[Requirement]: All entries below are to be set down again, identical to the source.

[Data in this exercise]:
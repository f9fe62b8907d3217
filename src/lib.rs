pub mod ball;
pub mod config;
pub mod demo_feed;
pub mod error;
pub mod gateway;
pub mod history;
pub mod innings;
pub mod logging;
pub mod match_state;
pub mod notify;
pub mod over;
pub mod persist;
pub mod scoreboard;
pub mod scorer;
pub mod spectator;
pub mod state;
pub mod toss;
pub mod worker;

[Reply to the exercise]:
repository f9fe62b8907d3217
filename src/lib.rs
pub mod ball;
pub mod config;
pub mod demo_feed;
pub mod error;
pub mod gateway;
pub mod history;
pub mod innings;
pub mod logging;
pub mod match_state;
pub mod notify;
pub mod over;
pub mod persist;
pub mod scoreboard;
pub mod scorer;
pub mod spectator;
pub mod state;
pub mod toss;
pub mod worker;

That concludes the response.